START PROVIDED DATA
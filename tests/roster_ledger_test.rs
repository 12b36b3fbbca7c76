//! Tests for the roster ledger.

mod common;

use std::sync::Arc;
use std::thread;

use common::{roster_json, setup_campaign};
use strictly_campaign::{Actor, CampaignError, WarbandStatus};

#[test]
fn test_new_warband_starts_checking_with_roster_one() {
    let c = setup_campaign();
    let submission = c
        .ledger
        .apply_roster(&c.alice, c.campaign_id, None, roster_json("Iron Saints", 650))
        .expect("Submission failed");

    let warband = submission.warband();
    assert_eq!(warband.name(), "Iron Saints");
    assert_eq!(warband.faction().as_deref(), Some("Trench Pilgrims"));
    assert_eq!(warband.player_id(), c.alice.player_id());
    assert_eq!(warband.parse_status().expect("Status"), WarbandStatus::Checking);

    let roster = submission.roster();
    assert_eq!(*roster.game_number(), 1);
    assert_eq!(*roster.cost(), 650);
    assert_eq!(*roster.glory_cost(), 1);
    assert_eq!(*roster.model_count(), 5);
    assert_eq!(*roster.payload(), roster_json("Iron Saints", 650));
}

#[test]
fn test_appended_roster_gets_next_number_and_resets_status() {
    let c = setup_campaign();
    let warband = c.active_warband(&c.alice, "Iron Saints");
    c.ledger
        .apply_roster(&c.alice, c.campaign_id, Some(*warband.id()), roster_json("Iron Saints", 700))
        .expect("Second roster failed");
    c.ledger
        .review_warband(&c.admin, *warband.id(), WarbandStatus::NeedsUpdate)
        .expect("Review failed");

    let third = c
        .ledger
        .apply_roster(&c.alice, c.campaign_id, Some(*warband.id()), roster_json("Iron Saints", 750))
        .expect("Third roster failed");

    assert_eq!(*third.roster().game_number(), 3);
    assert_eq!(
        third.warband().parse_status().expect("Status"),
        WarbandStatus::Checking
    );

    let latest = c.ledger.latest_roster(*warband.id()).expect("Latest failed");
    assert_eq!(latest.id(), third.roster().id());

    let numbers: Vec<i32> = c
        .ledger
        .rosters(*warband.id())
        .expect("List failed")
        .iter()
        .map(|r| *r.game_number())
        .collect();
    assert_eq!(numbers, vec![1, 2, 3]);
}

#[test]
fn test_duplicate_warband_name_rejected() {
    let c = setup_campaign();
    c.ledger
        .apply_roster(&c.alice, c.campaign_id, None, roster_json("Iron Saints", 700))
        .expect("First failed");
    let err = c
        .ledger
        .apply_roster(&c.alice, c.campaign_id, None, roster_json("Iron Saints", 700))
        .expect_err("Duplicate should fail");
    assert!(matches!(err, CampaignError::AlreadyExists(_)));

    // Another player may use the same name.
    c.ledger
        .apply_roster(&c.bob, c.campaign_id, None, roster_json("Iron Saints", 700))
        .expect("Other player's warband failed");
}

#[test]
fn test_malformed_roster_writes_nothing() {
    let c = setup_campaign();
    let err = c
        .ledger
        .apply_roster(&c.alice, c.campaign_id, None, r#"{"costs": []}"#.to_string())
        .expect_err("Should fail");
    assert!(matches!(err, CampaignError::MalformedInput(_)));
    assert!(c.ledger.warbands(c.campaign_id).expect("List failed").is_empty());
}

#[test]
fn test_non_member_cannot_submit() {
    let c = setup_campaign();
    let outsider = c.repo.create_player("Dmitri".to_string()).expect("Create failed");
    let err = c
        .ledger
        .apply_roster(
            &Actor::player(*outsider.id()),
            c.campaign_id,
            None,
            roster_json("Strays", 500),
        )
        .expect_err("Should fail");
    assert!(matches!(err, CampaignError::Unauthorized(_)));
}

#[test]
fn test_cannot_append_to_someone_elses_warband() {
    let c = setup_campaign();
    let warband = c.active_warband(&c.alice, "Iron Saints");
    let err = c
        .ledger
        .apply_roster(&c.bob, c.campaign_id, Some(*warband.id()), roster_json("Iron Saints", 700))
        .expect_err("Should fail");
    assert!(matches!(err, CampaignError::Unauthorized(_)));
    assert!(err.to_string().contains("not your warband"));
}

#[test]
fn test_unknown_campaign_rejected() {
    let c = setup_campaign();
    let err = c
        .ledger
        .apply_roster(&c.alice, 9_999, None, roster_json("Iron Saints", 700))
        .expect_err("Should fail");
    assert!(matches!(err, CampaignError::NotFound(_)));
}

#[test]
fn test_replace_keeps_number_and_resets_status() {
    let c = setup_campaign();
    let warband = c.active_warband(&c.alice, "Iron Saints");
    let roster = c.ledger.latest_roster(*warband.id()).expect("Latest failed");

    let replaced = c
        .ledger
        .replace_roster_payload(&c.alice, *roster.id(), roster_json("Iron Saints", 810))
        .expect("Replace failed");
    assert_eq!(replaced.id(), roster.id());
    assert_eq!(*replaced.game_number(), 1);
    assert_eq!(*replaced.cost(), 810);
    assert_eq!(
        c.warband(*warband.id()).parse_status().expect("Status"),
        WarbandStatus::Checking
    );
}

#[test]
fn test_replace_by_stranger_rejected_but_admin_allowed() {
    let c = setup_campaign();
    let warband = c.active_warband(&c.alice, "Iron Saints");
    let roster = c.ledger.latest_roster(*warband.id()).expect("Latest failed");

    let err = c
        .ledger
        .replace_roster_payload(&c.bob, *roster.id(), roster_json("Iron Saints", 1))
        .expect_err("Should fail");
    assert!(matches!(err, CampaignError::Unauthorized(_)));

    c.ledger
        .replace_roster_payload(&c.admin, *roster.id(), roster_json("Iron Saints", 640))
        .expect("Admin replace failed");
}

#[test]
fn test_review_and_delete_require_admin() {
    let c = setup_campaign();
    let warband = c.active_warband(&c.alice, "Iron Saints");
    let roster = c.ledger.latest_roster(*warband.id()).expect("Latest failed");

    let err = c
        .ledger
        .review_warband(&c.alice, *warband.id(), WarbandStatus::Active)
        .expect_err("Should fail");
    assert!(matches!(err, CampaignError::Unauthorized(_)));

    let err = c
        .ledger
        .delete_roster(&c.alice, *roster.id())
        .expect_err("Should fail");
    assert!(matches!(err, CampaignError::Unauthorized(_)));
}

#[test]
fn test_number_after_admin_deletion_never_reused() {
    let c = setup_campaign();
    let warband = c.active_warband(&c.alice, "Iron Saints");
    let id = Some(*warband.id());
    c.ledger
        .apply_roster(&c.alice, c.campaign_id, id, roster_json("Iron Saints", 700))
        .expect("Second failed");
    let first = c
        .ledger
        .rosters(*warband.id())
        .expect("List failed")
        .into_iter()
        .next()
        .expect("Missing first roster");
    c.ledger
        .delete_roster(&c.admin, *first.id())
        .expect("Delete failed");

    let next = c
        .ledger
        .apply_roster(&c.alice, c.campaign_id, id, roster_json("Iron Saints", 720))
        .expect("Third failed");
    assert_eq!(*next.roster().game_number(), 3);
}

#[test]
fn test_deleted_warband_accepts_no_rosters() {
    let c = setup_campaign();
    let warband = c.active_warband(&c.alice, "Iron Saints");
    c.ledger
        .review_warband(&c.admin, *warband.id(), WarbandStatus::Deleted)
        .expect("Review failed");
    let err = c
        .ledger
        .apply_roster(&c.alice, c.campaign_id, Some(*warband.id()), roster_json("Iron Saints", 700))
        .expect_err("Should fail");
    assert!(matches!(err, CampaignError::InvalidState(_)));
}

#[test]
fn test_deleted_warband_rosters_cannot_be_replaced() {
    let c = setup_campaign();
    let warband = c.active_warband(&c.alice, "Iron Saints");
    let roster = c.ledger.latest_roster(*warband.id()).expect("Latest failed");
    c.ledger
        .review_warband(&c.admin, *warband.id(), WarbandStatus::Deleted)
        .expect("Review failed");

    for actor in [&c.alice, &c.admin] {
        let err = c
            .ledger
            .replace_roster_payload(actor, *roster.id(), roster_json("Iron Saints", 640))
            .expect_err("Should fail");
        assert!(matches!(err, CampaignError::InvalidState(_)));
    }

    assert_eq!(
        c.warband(*warband.id()).parse_status().expect("Bad status"),
        WarbandStatus::Deleted
    );
    let unchanged = c.ledger.latest_roster(*warband.id()).expect("Latest failed");
    assert_eq!(*unchanged.cost(), 700);
}

#[test]
fn test_campaign_admin_rights_stop_at_their_campaign() {
    let c = setup_campaign();
    let warband = c.active_warband(&c.alice, "Iron Saints");
    let roster = c.ledger.latest_roster(*warband.id()).expect("Latest failed");

    let outsider = c
        .repo
        .create_player("Visiting Referee".to_string())
        .expect("Create player failed");
    let other = c
        .repo
        .create_campaign("Winter Siege".to_string())
        .expect("Create campaign failed");
    c.repo
        .join_campaign(*other.id(), *outsider.id())
        .expect("Join failed");
    let outsider = Actor::new(*outsider.id(), true, false);

    let err = c
        .ledger
        .review_warband(&outsider, *warband.id(), WarbandStatus::Deleted)
        .expect_err("Should fail");
    assert!(matches!(err, CampaignError::Unauthorized(_)));
    let err = c
        .ledger
        .delete_roster(&outsider, *roster.id())
        .expect_err("Should fail");
    assert!(matches!(err, CampaignError::Unauthorized(_)));
    let err = c
        .ledger
        .replace_roster_payload(&outsider, *roster.id(), roster_json("Iron Saints", 1))
        .expect_err("Should fail");
    assert!(matches!(err, CampaignError::Unauthorized(_)));
    assert_eq!(
        c.warband(*warband.id()).parse_status().expect("Bad status"),
        WarbandStatus::Active
    );

    let super_admin = Actor::new(*outsider.player_id(), false, true);
    let reviewed = c
        .ledger
        .review_warband(&super_admin, *warband.id(), WarbandStatus::NeedsUpdate)
        .expect("Super-admin review failed");
    assert_eq!(
        reviewed.parse_status().expect("Bad status"),
        WarbandStatus::NeedsUpdate
    );
}

#[test]
fn test_concurrent_submissions_get_distinct_numbers() {
    let c = setup_campaign();
    let warband = c.active_warband(&c.alice, "Iron Saints");
    let ledger = Arc::new(c.ledger.clone());
    let (alice, campaign_id, warband_id) = (c.alice, c.campaign_id, *warband.id());

    let handles: Vec<_> = (0..4)
        .map(|i| {
            let ledger = Arc::clone(&ledger);
            thread::spawn(move || {
                ledger.apply_roster(
                    &alice,
                    campaign_id,
                    Some(warband_id),
                    roster_json("Iron Saints", 700 + i),
                )
            })
        })
        .collect();
    for handle in handles {
        handle
            .join()
            .expect("Thread panicked")
            .expect("Submission failed");
    }

    let numbers: Vec<i32> = c
        .ledger
        .rosters(warband_id)
        .expect("List failed")
        .iter()
        .map(|r| *r.game_number())
        .collect();
    assert_eq!(numbers, vec![1, 2, 3, 4, 5]);
}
END PROVIDED DATA
EXERCISE BRIEF - Would you repeat, exactly and with nothing added, every line from the line containing "let handles: Vec<_> = (0..4)" through the last line of the records above?

SOLUTION TO THE EXERCISE -
    let handles: Vec<_> = (0..4)
        .map(|i| {
            let ledger = Arc::clone(&ledger);
            thread::spawn(move || {
                ledger.apply_roster(
                    &alice,
                    campaign_id,
                    Some(warband_id),
                    roster_json("Iron Saints", 700 + i),
                )
            })
        })
        .collect();
    for handle in handles {
        handle
            .join()
            .expect("Thread panicked")
            .expect("Submission failed");
    }

    let numbers: Vec<i32> = c
        .ledger
        .rosters(warband_id)
        .expect("List failed")
        .iter()
        .map(|r| *r.game_number())
        .collect();
    assert_eq!(numbers, vec![1, 2, 3, 4, 5]);
}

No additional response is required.